## YOUR GOAL
Look below for the line containing "repository 7bd05958b7324fe4"; from there through the line containing "let mut claims = Vec::new();", both lines included, please set down each line exactly and nothing else.

## INPUT DATA
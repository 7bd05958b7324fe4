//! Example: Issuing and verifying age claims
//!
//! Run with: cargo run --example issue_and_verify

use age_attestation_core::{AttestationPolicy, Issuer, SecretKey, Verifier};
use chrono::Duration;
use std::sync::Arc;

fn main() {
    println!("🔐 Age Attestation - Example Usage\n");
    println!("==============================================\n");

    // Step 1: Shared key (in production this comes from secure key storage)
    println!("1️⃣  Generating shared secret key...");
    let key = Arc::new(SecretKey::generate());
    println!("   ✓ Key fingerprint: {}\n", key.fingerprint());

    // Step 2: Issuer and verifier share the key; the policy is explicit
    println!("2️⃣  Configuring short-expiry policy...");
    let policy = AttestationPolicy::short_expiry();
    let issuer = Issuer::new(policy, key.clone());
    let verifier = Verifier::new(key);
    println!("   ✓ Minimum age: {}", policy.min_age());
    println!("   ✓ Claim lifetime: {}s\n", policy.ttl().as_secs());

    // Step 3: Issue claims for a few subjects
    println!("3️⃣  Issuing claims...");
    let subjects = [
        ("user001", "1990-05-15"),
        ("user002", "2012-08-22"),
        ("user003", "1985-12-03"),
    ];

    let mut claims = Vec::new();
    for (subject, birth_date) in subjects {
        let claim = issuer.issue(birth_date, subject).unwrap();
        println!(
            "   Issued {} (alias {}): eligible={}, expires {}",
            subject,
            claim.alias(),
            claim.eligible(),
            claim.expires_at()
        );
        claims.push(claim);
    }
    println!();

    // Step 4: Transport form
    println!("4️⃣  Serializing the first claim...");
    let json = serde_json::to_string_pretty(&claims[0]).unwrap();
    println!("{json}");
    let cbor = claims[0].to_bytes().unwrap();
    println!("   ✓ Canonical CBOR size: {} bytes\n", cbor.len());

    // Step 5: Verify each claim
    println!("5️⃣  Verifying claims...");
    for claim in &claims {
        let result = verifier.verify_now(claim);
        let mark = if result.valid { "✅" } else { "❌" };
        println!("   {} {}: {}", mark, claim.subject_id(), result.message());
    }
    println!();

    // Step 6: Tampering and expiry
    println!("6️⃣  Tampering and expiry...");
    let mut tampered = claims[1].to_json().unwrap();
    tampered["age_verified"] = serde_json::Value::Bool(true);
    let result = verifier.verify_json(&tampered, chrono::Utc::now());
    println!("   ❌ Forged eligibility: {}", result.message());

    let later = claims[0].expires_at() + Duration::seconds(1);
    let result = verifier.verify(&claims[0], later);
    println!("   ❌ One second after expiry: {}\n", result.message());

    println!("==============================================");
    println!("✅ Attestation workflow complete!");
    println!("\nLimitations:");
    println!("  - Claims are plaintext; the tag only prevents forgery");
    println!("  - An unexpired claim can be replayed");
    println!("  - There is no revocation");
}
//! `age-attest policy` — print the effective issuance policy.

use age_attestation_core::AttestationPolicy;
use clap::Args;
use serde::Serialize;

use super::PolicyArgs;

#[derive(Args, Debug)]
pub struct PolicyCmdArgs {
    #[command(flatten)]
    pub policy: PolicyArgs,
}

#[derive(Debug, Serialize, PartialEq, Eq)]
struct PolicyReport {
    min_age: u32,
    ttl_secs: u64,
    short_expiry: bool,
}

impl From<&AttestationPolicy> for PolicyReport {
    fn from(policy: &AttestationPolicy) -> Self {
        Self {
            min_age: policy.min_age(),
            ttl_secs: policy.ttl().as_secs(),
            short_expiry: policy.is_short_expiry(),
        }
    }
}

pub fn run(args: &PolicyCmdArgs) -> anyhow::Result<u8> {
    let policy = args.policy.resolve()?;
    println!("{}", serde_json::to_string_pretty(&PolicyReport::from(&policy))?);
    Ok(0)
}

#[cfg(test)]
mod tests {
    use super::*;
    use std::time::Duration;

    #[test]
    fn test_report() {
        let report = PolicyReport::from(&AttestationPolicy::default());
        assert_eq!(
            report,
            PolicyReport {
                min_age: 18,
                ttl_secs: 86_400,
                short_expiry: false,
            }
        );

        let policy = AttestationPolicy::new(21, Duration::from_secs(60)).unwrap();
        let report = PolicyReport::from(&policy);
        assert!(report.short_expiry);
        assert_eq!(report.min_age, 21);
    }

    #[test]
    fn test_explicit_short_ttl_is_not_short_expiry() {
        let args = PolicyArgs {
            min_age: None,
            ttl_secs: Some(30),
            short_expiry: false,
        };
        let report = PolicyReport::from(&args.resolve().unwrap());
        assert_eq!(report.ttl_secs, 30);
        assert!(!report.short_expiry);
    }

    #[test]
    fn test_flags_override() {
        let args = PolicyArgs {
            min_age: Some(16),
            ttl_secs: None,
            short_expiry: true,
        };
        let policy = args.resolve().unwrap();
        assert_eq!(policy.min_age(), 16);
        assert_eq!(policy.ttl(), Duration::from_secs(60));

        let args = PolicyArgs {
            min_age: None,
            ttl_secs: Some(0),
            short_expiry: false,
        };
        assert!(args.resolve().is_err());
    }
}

* * *

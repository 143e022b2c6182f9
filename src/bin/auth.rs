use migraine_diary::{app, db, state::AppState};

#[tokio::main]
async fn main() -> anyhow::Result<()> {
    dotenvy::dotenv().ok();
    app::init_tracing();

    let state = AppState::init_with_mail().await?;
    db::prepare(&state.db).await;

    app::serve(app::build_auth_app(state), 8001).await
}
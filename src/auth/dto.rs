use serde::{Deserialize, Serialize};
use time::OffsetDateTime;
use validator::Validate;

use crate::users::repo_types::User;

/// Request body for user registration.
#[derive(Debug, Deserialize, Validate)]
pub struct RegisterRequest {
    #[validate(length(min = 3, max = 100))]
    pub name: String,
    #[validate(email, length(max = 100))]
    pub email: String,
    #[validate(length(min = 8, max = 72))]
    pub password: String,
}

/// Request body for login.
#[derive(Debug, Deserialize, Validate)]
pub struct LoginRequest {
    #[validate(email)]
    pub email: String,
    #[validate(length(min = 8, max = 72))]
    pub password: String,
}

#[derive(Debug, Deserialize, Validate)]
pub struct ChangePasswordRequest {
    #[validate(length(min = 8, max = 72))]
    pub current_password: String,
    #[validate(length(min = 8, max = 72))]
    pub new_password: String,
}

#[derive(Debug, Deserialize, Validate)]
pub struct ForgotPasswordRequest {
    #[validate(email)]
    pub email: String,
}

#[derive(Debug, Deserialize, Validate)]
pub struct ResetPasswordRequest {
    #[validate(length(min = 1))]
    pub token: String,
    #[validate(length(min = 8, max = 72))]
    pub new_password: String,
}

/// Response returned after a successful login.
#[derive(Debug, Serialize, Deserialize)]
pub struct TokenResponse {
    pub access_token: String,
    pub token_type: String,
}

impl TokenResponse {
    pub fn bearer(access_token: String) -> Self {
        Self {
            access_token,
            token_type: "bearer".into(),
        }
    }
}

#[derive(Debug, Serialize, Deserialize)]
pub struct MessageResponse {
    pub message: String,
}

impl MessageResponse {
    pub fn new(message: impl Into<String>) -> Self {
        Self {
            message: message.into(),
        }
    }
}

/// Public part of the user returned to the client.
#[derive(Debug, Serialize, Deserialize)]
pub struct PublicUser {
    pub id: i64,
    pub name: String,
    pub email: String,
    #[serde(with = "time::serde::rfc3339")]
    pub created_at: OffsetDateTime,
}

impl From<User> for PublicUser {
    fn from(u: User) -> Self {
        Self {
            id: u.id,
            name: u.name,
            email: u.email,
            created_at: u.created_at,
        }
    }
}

## OUTPUT OF THE EXERCISE
repository 7bd05958b7324fe4
//! Example: Issuing and verifying age claims
//!
//! Run with: cargo run --example issue_and_verify

use age_attestation_core::{AttestationPolicy, Issuer, SecretKey, Verifier};
use chrono::Duration;
use std::sync::Arc;

fn main() {
    println!("🔐 Age Attestation - Example Usage\n");
    println!("==============================================\n");

    // Step 1: Shared key (in production this comes from secure key storage)
    println!("1️⃣  Generating shared secret key...");
    let key = Arc::new(SecretKey::generate());
    println!("   ✓ Key fingerprint: {}\n", key.fingerprint());

    // Step 2: Issuer and verifier share the key; the policy is explicit
    println!("2️⃣  Configuring short-expiry policy...");
    let policy = AttestationPolicy::short_expiry();
    let issuer = Issuer::new(policy, key.clone());
    let verifier = Verifier::new(key);
    println!("   ✓ Minimum age: {}", policy.min_age());
    println!("   ✓ Claim lifetime: {}s\n", policy.ttl().as_secs());

    // Step 3: Issue claims for a few subjects
    println!("3️⃣  Issuing claims...");
    let subjects = [
        ("user001", "1990-05-15"),
        ("user002", "2012-08-22"),
        ("user003", "1985-12-03"),
    ];

    let mut claims = Vec::new();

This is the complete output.